Look through the listing below and report how many lines contain "format", as a bare number.

◆ ◆ ◆ ◆ ◆

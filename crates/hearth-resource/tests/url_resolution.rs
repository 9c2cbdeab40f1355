//! URL strategy tests against a real HTTP server.
//!
//! A `tiny_http` server is started in-process on a random port; the resolver
//! uses the default `ureq`-backed fetcher.

use hearth_resource::{Bundle, ResourceError, ResourceResolver, Strategy};
use std::sync::Arc;
use tiny_http::{Response, Server, StatusCode};

struct TestServer {
    url: String,
    server: Arc<Server>,
}

impl TestServer {
    /// Serves `body` at `/solrconfig.xml` and 404 for everything else.
    fn start(body: &'static str) -> Self {
        let server = Arc::new(Server::http("127.0.0.1:0").unwrap());
        let port = server.server_addr().to_ip().unwrap().port();
        let srv = Arc::clone(&server);
        std::thread::spawn(move || {
            for request in srv.incoming_requests() {
                let response = if request.url() == "/solrconfig.xml" {
                    Response::from_string(body)
                } else {
                    Response::from_string("not found").with_status_code(StatusCode(404))
                };
                let _ = request.respond(response);
            }
        });
        Self {
            url: format!("http://127.0.0.1:{port}"),
            server,
        }
    }
}

impl Drop for TestServer {
    fn drop(&mut self) {
        self.server.unblock();
    }
}

#[test]
fn http_url_is_served_by_url_strategy() {
    let server = TestServer::start("<config><remote/></config>");
    let resolver = ResourceResolver::new(Bundle::defaults());

    let res = resolver
        .resolve(&format!("{}/solrconfig.xml", server.url))
        .unwrap();
    assert_eq!(res.strategy(), Strategy::Url);
    assert_eq!(res.into_bytes().unwrap(), b"<config><remote/></config>");
}

#[test]
fn http_404_falls_through_and_reports_not_found() {
    let server = TestServer::start("<config/>");
    let resolver = ResourceResolver::new(Bundle::defaults());
    let name = format!("{}/schema.xml", server.url);

    let err = resolver.resolve(&name).unwrap_err();
    match err {
        ResourceError::NotFound { name: n, attempted } => {
            assert_eq!(n, name);
            assert_eq!(
                attempted,
                vec![Strategy::Url, Strategy::Filesystem, Strategy::Bundled]
            );
        }
        other => panic!("expected NotFound, got {other}"),
    }
}

#[test]
fn unreachable_host_falls_through() {
    // Bind and immediately drop a listener to get a port nothing listens on.
    let port = {
        let listener = std::net::TcpListener::bind("127.0.0.1:0").unwrap();
        listener.local_addr().unwrap().port()
    };
    let resolver = ResourceResolver::new(Bundle::defaults());
    let err = resolver
        .resolve(&format!("http://127.0.0.1:{port}/schema.xml"))
        .unwrap_err();
    assert!(matches!(err, ResourceError::NotFound { .. }));
}

#[test]
fn file_url_is_served_by_url_strategy() {
    let dir = tempfile::tempdir().unwrap();
    let path = dir.path().join("schema.xml");
    std::fs::write(&path, "<schema name=\"local\"/>").unwrap();
    let url = format!("file://{}", path.display());

    let resolver = ResourceResolver::new(Bundle::empty());
    let res = resolver.resolve(&url).unwrap();
    assert_eq!(res.strategy(), Strategy::Url);
    assert_eq!(res.into_bytes().unwrap(), b"<schema name=\"local\"/>");
}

◆ ◆ ◆ ◆ ◆

### Problem solution
5